Conversely, studies with newborn mammals have shown that if you deprive them of something as simple as horizontal lines, they will grow up unable to distinguish lines that approach ‘horizontalness’. So even separating the most basic evolved behavior from the most basic learned behavior is not intuitive.
The deprivation you’re talking about takes place over the course of days and weeks—it reflects the effects of (lack of) reinforcement learning, so it’s not really germane to a discussion of preset functions that manifest in the first few minutes after birth.
It’s relevant insofar as we shouldn’t make assumptions on what is and is not preset simply based on observations that take place in a “typical” environment.
Ah, a negative example. Fair point. Guess I wasn’t paying enough attention and missed the signal you meant to send by using “conversely” as the first word of your comment.
That was lazy of me, in retrospect. I find that often I’m poorer at communicating my intent than I assume I am.
Illusion of transparency strikes again!
Good point. Drink (food), breathe, scream and a couple of cute reactions to keep caretakers interested. All you need to bootstrap a human growth process. There seems to be something built in about eye contact management too—because a lack there is an early indicator that something is wrong.
Not terribly relevant to your point, but it’s likely human sense of cuteness is based on what babies do rather than the other way around.
I’d replace “human” with “mammalian”—most young mammals share a similar set of traits, even those that aren’t constrained as we are by big brains and a pelvic girdle adapted to walking upright. That seems to suggest a more basal cuteness response; I believe the biology term is “baby schema”.
Other than that, yeah.
Artificial Neural Networks have been trained with millions of parameters. There are a lot of different methods of regularization like dropconnect or sparsity constraints. But the brain does online learning. Overfitting isn’t as big of a concern because it doesn’t see the data more than once.

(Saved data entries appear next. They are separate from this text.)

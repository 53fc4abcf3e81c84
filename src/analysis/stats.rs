use std::fmt;

/// Why a statistic has no value.
#[derive(Debug, Clone, Copy, PartialEq, Eq)]
pub enum UndefinedReason {
    /// Computed over zero valid samples.
    NoSamples,
    /// A correlation input has zero variance.
    ZeroVariance,
}

/// A numeric result that may be undefined. Undefined is never the same as 0.
#[derive(Debug, Clone, Copy, PartialEq)]
pub enum Statistic {
    Defined(f64),
    Undefined(UndefinedReason),
}

impl Statistic {
    pub fn value(self) -> Option<f64> {
        match self {
            Statistic::Defined(v) => Some(v),
            Statistic::Undefined(_) => None,
        }
    }

    pub fn is_defined(self) -> bool {
        matches!(self, Statistic::Defined(_))
    }
}

impl fmt::Display for Statistic {
    /// Honors the formatter's precision; undefined renders as "n/a".
    fn fmt(&self, f: &mut fmt::Formatter<'_>) -> fmt::Result {
        match self {
            Statistic::Defined(v) => match f.precision() {
                Some(p) => write!(f, "{v:.p$}"),
                None => write!(f, "{v}"),
            },
            Statistic::Undefined(_) => f.write_str("n/a"),
        }
    }
}

/// Arithmetic mean.
pub fn mean<I: IntoIterator<Item = f64>>(values: I) -> Statistic {
    let (sum, n) = values
        .into_iter()
        .fold((0.0_f64, 0usize), |(s, n), v| (s + v, n + 1));
    if n == 0 {
        Statistic::Undefined(UndefinedReason::NoSamples)
    } else {
        Statistic::Defined(sum / n as f64)
    }
}

/// Pearson correlation over pairs; callers drop incomplete pairs first.
pub fn pearson(pairs: &[(f64, f64)]) -> Statistic {
    if pairs.is_empty() {
        return Statistic::Undefined(UndefinedReason::NoSamples);
    }
    let n = pairs.len() as f64;
    let (sx, sy) = pairs
        .iter()
        .fold((0.0_f64, 0.0_f64), |(sx, sy), &(x, y)| (sx + x, sy + y));
    let (mx, my) = (sx / n, sy / n);

    let (mut sxx, mut syy, mut sxy) = (0.0_f64, 0.0_f64, 0.0_f64);
    for &(x, y) in pairs {
        let (dx, dy) = (x - mx, y - my);
        sxx += dx * dx;
        syy += dy * dy;
        sxy += dx * dy;
    }

    if sxx <= 0.0 || syy <= 0.0 {
        return Statistic::Undefined(UndefinedReason::ZeroVariance);
    }
    // Rounding can push |r| a hair past 1.
    Statistic::Defined((sxy / (sxx * syy).sqrt()).clamp(-1.0, 1.0))
}

#[cfg(test)]
mod tests {
    use super::*;

    #[test]
    fn mean_of_nothing_is_undefined() {
        assert_eq!(mean([]), Statistic::Undefined(UndefinedReason::NoSamples));
        assert_eq!(mean([2.0, 4.0]), Statistic::Defined(3.0));
    }

    #[test]
    fn pearson_perfect_and_inverse() {
        let up = [(1.0, 2.0), (2.0, 4.0), (3.0, 6.0)];
        let down = [(1.0, 3.0), (2.0, 2.0), (3.0, 1.0)];
        assert!((pearson(&up).value().unwrap() - 1.0).abs() < 1e-12);
        assert!((pearson(&down).value().unwrap() + 1.0).abs() < 1e-12);
    }

    #[test]
    fn pearson_is_symmetric() {
        let pairs = [(1.0, 7.5), (2.5, 3.0), (4.0, 9.0), (8.0, 1.0)];
        let swapped: Vec<(f64, f64)> = pairs.iter().map(|&(a, b)| (b, a)).collect();
        assert_eq!(pearson(&pairs), pearson(&swapped));
    }

    #[test]
    fn pearson_zero_variance_is_undefined() {
        let flat = [(1.0, 5.0), (2.0, 5.0), (3.0, 5.0)];
        assert_eq!(
            pearson(&flat),
            Statistic::Undefined(UndefinedReason::ZeroVariance)
        );
        assert_eq!(
            pearson(&[]),
            Statistic::Undefined(UndefinedReason::NoSamples)
        );
    }

    #[test]
    fn display_respects_precision() {
        assert_eq!(format!("{:.2}", Statistic::Defined(0.12345)), "0.12");
        assert_eq!(
            format!("{:.2}", Statistic::Undefined(UndefinedReason::NoSamples)),
            "n/a"
        );
    }
}
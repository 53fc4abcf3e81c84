use std::collections::BTreeMap;

use chrono::{Datelike, Duration, NaiveDate};
use serde::Deserialize;

use super::{require_samples, AnalysisError};
use crate::data::filter::FilteredView;
use crate::data::model::PRICE;

/// Bucket width for the sales trend.
#[derive(Debug, Clone, Copy, Default, PartialEq, Eq, Deserialize)]
#[serde(rename_all = "lowercase")]
pub enum Granularity {
    Daily,
    /// Calendar weeks ending on Sunday, labeled by that Sunday.
    #[default]
    Weekly,
}

impl Granularity {
    pub fn label(self) -> &'static str {
        match self {
            Granularity::Daily => "Daily",
            Granularity::Weekly => "Weekly",
        }
    }

    fn step(self) -> Duration {
        match self {
            Granularity::Daily => Duration::days(1),
            Granularity::Weekly => Duration::days(7),
        }
    }

    /// The bucket label `date` falls into.
    pub fn bucket(self, date: NaiveDate) -> NaiveDate {
        match self {
            Granularity::Daily => date,
            Granularity::Weekly => {
                let to_sunday = 6 - i64::from(date.weekday().num_days_from_monday());
                date + Duration::days(to_sunday)
            }
        }
    }
}

#[derive(Debug, Clone, Copy, PartialEq)]
pub struct TrendPoint {
    pub bucket: NaiveDate,
    pub sales: f64,
}

/// Summed `price` per time bucket in ascending order.
///
/// Buckets are contiguous from the first to the last non-empty one; buckets
/// in between with no sales are present with 0.
pub fn sales_trend(
    view: &FilteredView<'_>,
    granularity: Granularity,
) -> Result<Vec<TrendPoint>, AnalysisError> {
    require_samples(view, PRICE)?;

    let mut sums: BTreeMap<NaiveDate, f64> = BTreeMap::new();
    for r in view.records() {
        if let Some(date) = r.date() {
            *sums.entry(granularity.bucket(date)).or_insert(0.0) += r.price;
        }
    }

    let (Some(&first), Some(&last)) = (sums.keys().next(), sums.keys().next_back()) else {
        return Ok(Vec::new());
    };

    let mut points = Vec::new();
    let mut bucket = first;
    while bucket <= last {
        points.push(TrendPoint {
            bucket,
            sales: sums.get(&bucket).copied().unwrap_or(0.0),
        });
        bucket += granularity.step();
    }
    Ok(points)
}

On the other hand, architecture matters. The most successful neural network for a given task has connections designed for the structure of that task, so that it will learn much more quickly than a fully-connected or arbitrarily connected network.
The human brain appears to have a great deal of information and structure in its architecture right off the bat.
I’m not saying that you’re wrong, but the state of the art in computer vision is weight sharing which biological NNs probably can’t do. Hyper parameters like the number of layers and how local the connections should be, are important but they don’t give that much prior information about the task.
I may be completely wrong, but I do suspect that biological NNs are far more general purpose and less “pre-programmed” than is usually thought. The learning rules for a neural network are far simpler than the functions they learn. Training neural networks with genetic algorithms is extremely slow.
Architecture of the V1 and V2 areas of the brain, which Convolutional Neural Networks and other ANNs for vision borrow heavily from, is highly geared towards vision, and includes basic filters that detect stripes, dots, corners, etc. that appear in all sorts of computer vision work. Yes, no backpropagation or weight-sharing is directly responsible for this, but the presence of local filters is still what I would call very specific architecture (I’ve studied computer vision and inspiration it draws from early vision specifically, so I can say more about this).
The way genetic algorithms tune weights in an ANN (and yes, this is an awful way to train an ANN) is very different from the way they work in actually evolving a brain; working on the genetic code that develops the brain. I’d say they are so wildly different that no conclusions from the first can be applied to the second.
During a single individual’s life, Hebbian and other learning mechanisms in the brain are distinct from gradient learning, but can achieve somewhat similar things.
The human brain appears to engage in hierarchical learning, which is what allows it to leverage huge amounts of “general case” abstract knowledge in attacking novel specific problems put before it.